The release of the new National Cultural Policy, Revive,  is a major show of faith in the arts sector by the Albanese government after years of wilful neglect by its Coalition predecessors.

MEAA welcomes the Revive policy, which has been the result of widespread consultation with industry stakeholders that began soon after last year’s federal election.

MEAA is pleased that most of the recommendations it made in its submission to the policy review have been adopted, including giving a greater artistic and cultural voice to First Nations peoples; enhanced funding for the renamed Australia Council and for regional arts and culture; the establishment of Music Australia with $69 million of funding; an agency to enforce conditions and safety standards in the arts and entertainment industries; mandated minimum remuneration for musicians and performers contracted by the government; and a commitment to require streaming services to produce Australian content.

MEAA Chief Executive Erin Madeley said the government had listened to stakeholders and shown it was prepared to act to reinvest in the sector and lift the wages of arts workers.

“Arts Minister Tony Burke is to be commended for pushing through this new policy so soon after the election in the face of so many competing priorities for the new government,” she said.

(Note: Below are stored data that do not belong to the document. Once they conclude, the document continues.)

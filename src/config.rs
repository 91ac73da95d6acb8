//! Server configuration parsed from environment variables.

#[cfg(test)]
#[path = "config_test.rs"]
mod config_test;

use std::net::{IpAddr, Ipv4Addr, SocketAddr};

pub const DEFAULT_PORT: u16 = 3000;
pub const DEFAULT_BIND_ADDR: IpAddr = IpAddr::V4(Ipv4Addr::UNSPECIFIED);

#[derive(Debug, thiserror::Error)]
pub enum ConfigError {
    #[error("invalid PORT: {0}")]
    InvalidPort(String),
    #[error("invalid BIND_ADDR: {0}")]
    InvalidBindAddr(String),
}

#[derive(Debug, Clone, Copy, PartialEq, Eq)]
pub struct ServerConfig {
    pub bind_addr: IpAddr,
    pub port: u16,
}

impl ServerConfig {
    /// Build typed server config from environment variables.
    ///
    /// Optional:
    /// - `PORT`: default 3000
    /// - `BIND_ADDR`: default `0.0.0.0`
    ///
    /// # Errors
    ///
    /// Returns a [`ConfigError`] when a variable is set but does not parse.
    pub fn from_env() -> Result<Self, ConfigError> {
        let port = match std::env::var("PORT") {
            Ok(raw) => raw.trim().parse::<u16>().map_err(|_| ConfigError::InvalidPort(raw))?,
            Err(_) => DEFAULT_PORT,
        };
        let bind_addr = match std::env::var("BIND_ADDR") {
            Ok(raw) => raw.trim().parse::<IpAddr>().map_err(|_| ConfigError::InvalidBindAddr(raw))?,
            Err(_) => DEFAULT_BIND_ADDR,
        };
        Ok(Self { bind_addr, port })
    }

    #[must_use]
    pub fn socket_addr(self) -> SocketAddr {
        SocketAddr::new(self.bind_addr, self.port)
    }
}
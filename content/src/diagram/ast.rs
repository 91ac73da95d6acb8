//! AST types for flowchart descriptions.

/// A parsed flowchart.
#[derive(Debug, Clone, PartialEq)]
pub struct Flowchart {
    pub direction: Direction,
    pub nodes: Vec<Node>,
    pub edges: Vec<Edge>,
}

/// Flow direction from the header line (`flowchart LR`).
#[derive(Debug, Clone, Copy, Default, PartialEq, Eq)]
pub enum Direction {
    /// `TD` or `TB`
    #[default]
    TopDown,
    /// `BT`
    BottomUp,
    /// `LR`
    LeftRight,
    /// `RL`
    RightLeft,
}

impl Direction {
    /// Whether ranks stack vertically.
    #[must_use]
    pub fn is_vertical(self) -> bool {
        matches!(self, Self::TopDown | Self::BottomUp)
    }
}

/// A declared node. The first line of a label is the title; anything after a
/// `<br/>` becomes the caption.
#[derive(Debug, Clone, PartialEq)]
pub struct Node {
    pub id: String,
    pub label: String,
    pub caption: Option<String>,
    pub shape: NodeShape,
    pub style: Option<NodeStyle>,
}

/// Node outline.
#[derive(Debug, Clone, Copy, Default, PartialEq, Eq)]
pub enum NodeShape {
    /// `A[text]`
    #[default]
    Rect,
    /// `A(text)`
    Round,
    /// `A[(text)]`
    Cylinder,
    /// `A{text}`
    Rhombus,
}

/// Colors from a `style` statement.
#[derive(Debug, Clone, Default, PartialEq, Eq)]
pub struct NodeStyle {
    pub fill: Option<String>,
    pub stroke: Option<String>,
}

/// A directed edge between two node ids.
#[derive(Debug, Clone, PartialEq)]
pub struct Edge {
    pub from: String,
    pub to: String,
    pub label: Option<String>,
    pub style: EdgeStyle,
}

/// Edge line style.
#[derive(Debug, Clone, Copy, Default, PartialEq, Eq)]
pub enum EdgeStyle {
    /// `-->` solid line with arrowhead
    #[default]
    Solid,
    /// `---` solid line without arrowhead
    Open,
    /// `-.->` dotted line with arrowhead
    Dotted,
    /// `==>` thick line with arrowhead
    Thick,
}

impl EdgeStyle {
    #[must_use]
    pub fn has_arrowhead(self) -> bool {
        !matches!(self, Self::Open)
    }
}
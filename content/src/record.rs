//! Title/body pair shown in the info panel.

use serde::Serialize;

/// Immutable prose shown when a node or view is activated.
///
/// Records come from literal tables and live for the whole process, so the
/// fields borrow `'static` text and the type is `Copy`.
#[derive(Clone, Copy, Debug, PartialEq, Eq, Serialize)]
pub struct DisplayRecord {
    pub title: &'static str,
    pub body: &'static str,
}

impl DisplayRecord {
    #[must_use]
    pub const fn new(title: &'static str, body: &'static str) -> Self {
        Self { title, body }
    }
}
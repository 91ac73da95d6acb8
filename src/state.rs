//! Shared application state.
//!
//! DESIGN
//! ======
//! `AppState` is injected into Axum handlers via the `State` extractor. The
//! catalog is immutable after startup, so it is shared behind an `Arc` with
//! no locking.

use std::sync::Arc;

use content::Catalog;

#[derive(Clone)]
pub struct AppState {
    pub catalog: Arc<Catalog>,
}

impl AppState {
    #[must_use]
    pub fn new(catalog: Arc<Catalog>) -> Self {
        Self { catalog }
    }
}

“It shows just how importantly the Albanese government views the arts and cultural sector.

Revive provides a solid framework for the arts going forward, and it recognises the central role that the arts and arts workers play in our national story and as a major part of the economy.

“The policy also places a welcome emphasis on participation in artistic and creative activities at a community level so that all Australians, whatever their background or their age, wherever they live, can benefit from cultural activity.

“And it is a refreshing change to have a government that recognises that cultural and creative work is a professional activity that must be underpinned by enforceable fair pay and conditions, including safe and inclusive workplaces.”

MEAA Federal President Simon Collins said Revive was the most comprehensive creative policy statement to be released by a federal government for more than a decade, with a commitment of almost $300 million in new spending.

“Of course, one policy does not erase the neglect of the sector over a long period. And the success of this policy will depend on how it is implemented, including how arts funding is allocated in the future,” he said.

“But this is an important milestone in delivering confidence to arts workers that they are valued and respected by the government and the community and MEAA is keen to play a constructive role in delivering on the promise of this policy.”

Ms Madeley said the National Cultural Policy provided a roadmap for the arts and entertainment sectors over the next half-a-decade, and MEAA looked forward to working with the government to bed down specific initiatives, particularly the requirements for Australian screen content on streaming platforms to ensure continued access to local stories.

Once in place, these new content requirements will deliver a big boost to investment in Australian made productions, in turn creating thousands more jobs and opportunities for our world-class performers and crew.